No More Nice Girls. Ellen Willis.


Oct 4
We asked some writers to read this book and respond to it. This essay by Sady Doyle was the first one we got!  If we didn’t ask you it’s probably because we haven’t gotten around to it yet, so don’t be insulted. If you read the book and have something to say about it, email us.
No More Nice Girls: Countercultural Essays opens with Ellen Willis’s declaration that she is from New York, and that New York is not America (try to imagine any contemporary progressive saying that aloud). The collection contains “Escape from New York,” one of the better essays you’ll ever read about the hazards of conversations on cross-country bus trips. In an inadvertent homage to Willis, I wrote the following essay mostly on a bus. I was on the way home from Virginia to New York. And it was in Virginia, on this trip, that I had two conversations that illuminated what it is to be a public feminist today. 
The first was with an older gentleman, maybe in his late 40s, in line to get a burrito. He was getting a degree in divinity; he wanted to do work overseas. What did I do? Was I a student? No, I was just in town to speak at the college. What was I speaking about? Um, feminism. 
He physically recoiled. Eyes widened. Repeated the word “feminism,” with some alarm. 
“Can you tell me some of the positives of tha — I mean, the negatives — I mean, can you tell me why you think I might see some negatives, to feminism?”
I sure could. But it wasn’t a burrito-line type of conversation. 
The next incident was with a younger guy, early 20s, on an outdoor bench waiting for the Greyhound. He smoked, I smoked, we had a rapport going. He asked me why I was in Virginia, I said I’d had to give a speech. What about? Uh, sexual assault. 
Again, the widened eyes. Again, the recoil — this time, he actually slid a few inches away from me on the bench. 
“So, uh,” he said, “am I sexually assaulting you right now?”  
It’s very easy to become for a public feminist to become an isolated or embittered person. The price you pay — the widened eyes, the reaction that is clearly not contempt or even anger, but fear — is often too high for people who enjoy being liked. Which leaves those of us who are brave enough or masochistic enough or secure enough to deal with being treated like evil sorcerers at the Q-Doba. New York may not be America, but people do it there, too, albeit more quietly: It’s usually just the fixed stares, and the backing away, without the questions. At a certain point, you start longing for those, rude as they are: At least asking questionspresumes that the two of you can interact. In New York, one man began to speak to an invisible point located roughly six inches above my head, as if to communicate that I was literally too far below him to enter his range of vision. 

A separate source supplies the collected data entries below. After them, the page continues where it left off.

use std::{
    fmt,
    sync::{
        atomic::{AtomicBool, AtomicUsize, Ordering},
        Arc,
        Mutex,
    },
};

use anyhow::Result;
use async_trait::async_trait;
use blob_store::BlobStorage;
use bytes::Bytes;
use futures::{stream::BoxStream, TryStreamExt};
use object_store::{
    memory::InMemory,
    path::Path,
    GetOptions,
    GetResult,
    ListResult,
    MultipartUpload,
    ObjectMeta,
    ObjectStore,
    PutMultipartOptions,
    PutOptions,
    PutPayload,
    PutResult,
};
use tokio::sync::watch;
use tracing::subscriber;
use tracing_subscriber::{layer::SubscriberExt, Layer};

use crate::{
    config::ServerConfig,
    service::Service,
    uploads::{ChunkUpload, UploadConfig, UploadManager},
};

pub fn chunk(file_name: &str, chunk_index: u64, data: &[u8]) -> ChunkUpload {
    ChunkUpload {
        file_name: file_name.to_string(),
        chunk_index,
        total_chunks: None,
        data: Bytes::copy_from_slice(data),
    }
}

pub struct TestService {
    pub blob_storage: Arc<BlobStorage>,
    pub uploads: Arc<UploadManager>,
    pub gate: GatedStore,
}

impl TestService {
    pub async fn new() -> Result<Self> {
        Self::with_limits(UploadConfig::default()).await
    }

    pub async fn with_limits(limits: UploadConfig) -> Result<Self> {
        let env_filter = tracing_subscriber::EnvFilter::try_from_default_env()
            .unwrap_or_else(|_| tracing_subscriber::EnvFilter::new("debug"));
        let _ = subscriber::set_global_default(
            tracing_subscriber::registry()
                .with(tracing_subscriber::fmt::layer().with_filter(env_filter)),
        );

        let gate = GatedStore::new();
        let blob_storage =
            BlobStorage::from_object_store(Arc::new(gate.clone()), Path::default());
        let cfg = ServerConfig {
            uploads: limits,
            ..Default::default()
        };
        let service = Service::with_blob_storage(cfg, blob_storage).await?;

        Ok(Self {
            blob_storage: service.blob_storage.clone(),
            uploads: service.uploads.clone(),
            gate,
        })
    }

    /// Stored keys of the default container, sorted.
    pub async fn keys(&self) -> Result<Vec<String>> {
        let mut keys: Vec<String> = self
            .blob_storage
            .list(self.uploads.container(), "", true)
            .map_ok(|object| object.name)
            .try_collect()
            .await?;
        keys.sort();
        Ok(keys)
    }

    pub async fn read(&self, key: &str) -> Result<Bytes> {
        self.blob_storage
            .read_bytes(self.uploads.container(), key)
            .await
    }
}

#[derive(Debug, Clone, PartialEq, Eq)]
pub enum StoreEvent {
    PutStarted(String),
    PutFinished(String),
    Delete(String),
}

#[derive(Debug)]
struct Gate {
    closed: watch::Sender<bool>,
    waiting: watch::Sender<usize>,
}

impl Gate {
    fn new() -> Self {
        Self {
            closed: watch::channel(false).0,
            waiting: watch::channel(0).0,
        }
    }

    async fn pass(&self) {
        let mut closed = self.closed.subscribe();
        if !*closed.borrow_and_update() {
            return;
        }
        self.waiting.send_modify(|n| *n += 1);
        let _ = closed.wait_for(|closed| !*closed).await;
        self.waiting.send_modify(|n| *n -= 1);
    }

    async fn wait_for_waiting(&self, count: usize) {
        let mut waiting = self.waiting.subscribe();
        let _ = waiting.wait_for(|n| *n >= count).await;
    }
}

#[derive(Debug)]
struct GateState {
    puts: Gate,
    deletes: Gate,
    fail_puts: AtomicBool,
    fail_deletes: AtomicBool,
    started_puts: AtomicUsize,
    events: Mutex<Vec<StoreEvent>>,
}

/// In-memory object store whose chunk writes and deletes can be held back or
/// made to fail. Container markers pass through untouched.
#[derive(Debug, Clone)]
pub struct GatedStore {
    inner: Arc<InMemory>,
    state: Arc<GateState>,
}

impl GatedStore {
    pub fn new() -> Self {
        Self {
            inner: Arc::new(InMemory::new()),
            state: Arc::new(GateState {
                puts: Gate::new(),
                deletes: Gate::new(),
                fail_puts: AtomicBool::new(false),
                fail_deletes: AtomicBool::new(false),
                started_puts: AtomicUsize::new(0),
                events: Mutex::new(Vec::new()),
            }),
        }
    }

    pub fn hold_puts(&self) {
        self.state.puts.closed.send_replace(true);
    }

    pub fn release_puts(&self) {
        self.state.puts.closed.send_replace(false);
    }

    pub async fn wait_for_held_puts(&self, count: usize) {
        self.state.puts.wait_for_waiting(count).await;
    }

    pub fn hold_deletes(&self) {
        self.state.deletes.closed.send_replace(true);
    }

    pub fn release_deletes(&self) {
        self.state.deletes.closed.send_replace(false);
    }

    pub async fn wait_for_held_deletes(&self, count: usize) {
        self.state.deletes.wait_for_waiting(count).await;
    }

    pub fn fail_puts(&self, fail: bool) {
        self.state.fail_puts.store(fail, Ordering::SeqCst);
    }

    pub fn fail_deletes(&self, fail: bool) {
        self.state.fail_deletes.store(fail, Ordering::SeqCst);
    }

    pub fn started_puts(&self) -> usize {
        self.state.started_puts.load(Ordering::SeqCst)
    }

    pub fn events(&self) -> Vec<StoreEvent> {
        self.state.events.lock().unwrap().clone()
    }

    pub fn deletes(&self) -> Vec<String> {
        self.events()
            .into_iter()
            .filter_map(|event| match event {
                StoreEvent::Delete(key) => Some(key),
                _ => None,
            })
            .collect()
    }

    fn record(&self, event: StoreEvent) {
        self.state.events.lock().unwrap().push(event);
    }
}

impl Default for GatedStore {
    fn default() -> Self {
        Self::new()
    }
}

impl fmt::Display for GatedStore {
    fn fmt(&self, f: &mut fmt::Formatter<'_>) -> fmt::Result {
        write!(f, "GatedStore({})", self.inner)
    }
}

// only objects of a container are gated, container markers are not
fn chunk_name(location: &Path) -> Option<String> {
    if !location.as_ref().starts_with("objects/") {
        return None;
    }
    location.filename().map(str::to_string)
}

fn injected(what: &str) -> object_store::Error {
    object_store::Error::Generic {
        store: "GatedStore",
        source: format!("injected {} failure", what).into(),
    }
}

#[async_trait]
impl ObjectStore for GatedStore {
    async fn put_opts(
        &self,
        location: &Path,
        payload: PutPayload,
        opts: PutOptions,
    ) -> object_store::Result<PutResult> {
        let Some(name) = chunk_name(location) else {
            return self.inner.put_opts(location, payload, opts).await;
        };
        self.state.started_puts.fetch_add(1, Ordering::SeqCst);
        self.record(StoreEvent::PutStarted(name.clone()));
        self.state.puts.pass().await;
        if self.state.fail_puts.load(Ordering::SeqCst) {
            return Err(injected("put"));
        }
        let res = self.inner.put_opts(location, payload, opts).await?;
        self.record(StoreEvent::PutFinished(name));
        Ok(res)
    }

    async fn put_multipart_opts(
        &self,
        location: &Path,
        opts: PutMultipartOptions,
    ) -> object_store::Result<Box<dyn MultipartUpload>> {
        self.inner.put_multipart_opts(location, opts).await
    }

    async fn get_opts(&self, location: &Path, options: GetOptions) -> object_store::Result<GetResult> {
        self.inner.get_opts(location, options).await
    }

    async fn delete(&self, location: &Path) -> object_store::Result<()> {
        let Some(name) = chunk_name(location) else {
            return self.inner.delete(location).await;
        };
        self.record(StoreEvent::Delete(name));
        self.state.deletes.pass().await;
        if self.state.fail_deletes.load(Ordering::SeqCst) {
            return Err(injected("delete"));
        }
        self.inner.delete(location).await
    }

    fn list(&self, prefix: Option<&Path>) -> BoxStream<'static, object_store::Result<ObjectMeta>> {
        self.inner.list(prefix)
    }

    async fn list_with_delimiter(&self, prefix: Option<&Path>) -> object_store::Result<ListResult> {
        self.inner.list_with_delimiter(prefix).await
    }

    async fn copy(&self, from: &Path, to: &Path) -> object_store::Result<()> {
        self.inner.copy(from, to).await
    }

    async fn copy_if_not_exists(&self, from: &Path, to: &Path) -> object_store::Result<()> {
        self.inner.copy_if_not_exists(from, to).await
    }
}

Ellen Willis was unapologetically feminist — in her own words, radical. Willis was prone to making all kinds of statements about the inherently soul-destroying nature of traditional families, the need for unrestricted abortion, and non-assimilationist feminist politics. You wouldn’t expect a woman like this to be widely celebrated, in a cultural moment when the idea of feminism is mostly greeted with queasy, don’t-yell-at-me distrust. But Willis is; she’s the only feminist theorist I can name who is just as likely to be exalted by Pitchfork as by Slate’s DoubleX. Kathleen Hanna, maybe, is a rough analogue. But Kathleen Hanna is also — it should be pointed out — a goddamned rock star. People like those. Cultural theorists, not so much. So: Why Willis? 
Well. Because she deserves it, first of all. Throughout No More Nice Girls, her voice is lively, engaged, smart, passionate; her essays remain attuned to context and nuance, without once devolving into wishy-washy equivocation. Then, there’s her excellent work as a rock critic, which has obviously gained her a wider ground of influence and devotion. But there’s also the fact that, to an eerie degree, she managed to anticipate and reflect what people need from a feminist writer at the moment. Willis died in 2006; the essays in this collection, No More Nice Girls, date from the early 1990s at the latest. Yet they manage to be exactly what many of us want from feminism in late 2011. 
Ellen Willis was cool. Maybe that seems like an odd thing to stress now, when so much of being feminist entails feeling pressured into some vaguely humiliating, I’m-not-a-regular-feminist-I’m-a-COOL-feminist performance; you can only ask what the haps and the cool jams are so many times before you begin to feel that acting like a schoolmarm is the ultimate rebellion. But Willis’s cool is effortless. Her casual references to rock shows, her use of “fuck” as a verb, her evocations of the pleasure principle as central to political life, her revelation that while pushing her daughter through the Brooklyn Botanical Gardens in a stroller (that daughter being the excellent feminist writer Nona Willis Aronowitz) she thought “this would be a beautiful place to trip:” This was a woman who was engaged with the culture, and the counterculture, whose life and work were irrevocably entwined with them, not to gain her leverage or marketability, but because it was who she was. This is something we need in our present moment, an affirmation that feminism is not inevitably out-of-touch, lifeless, anti-aesthetic or one-dimensional; Willis spoke like a woman who had lived, and lived well, and that quality has given her work its enduring glow.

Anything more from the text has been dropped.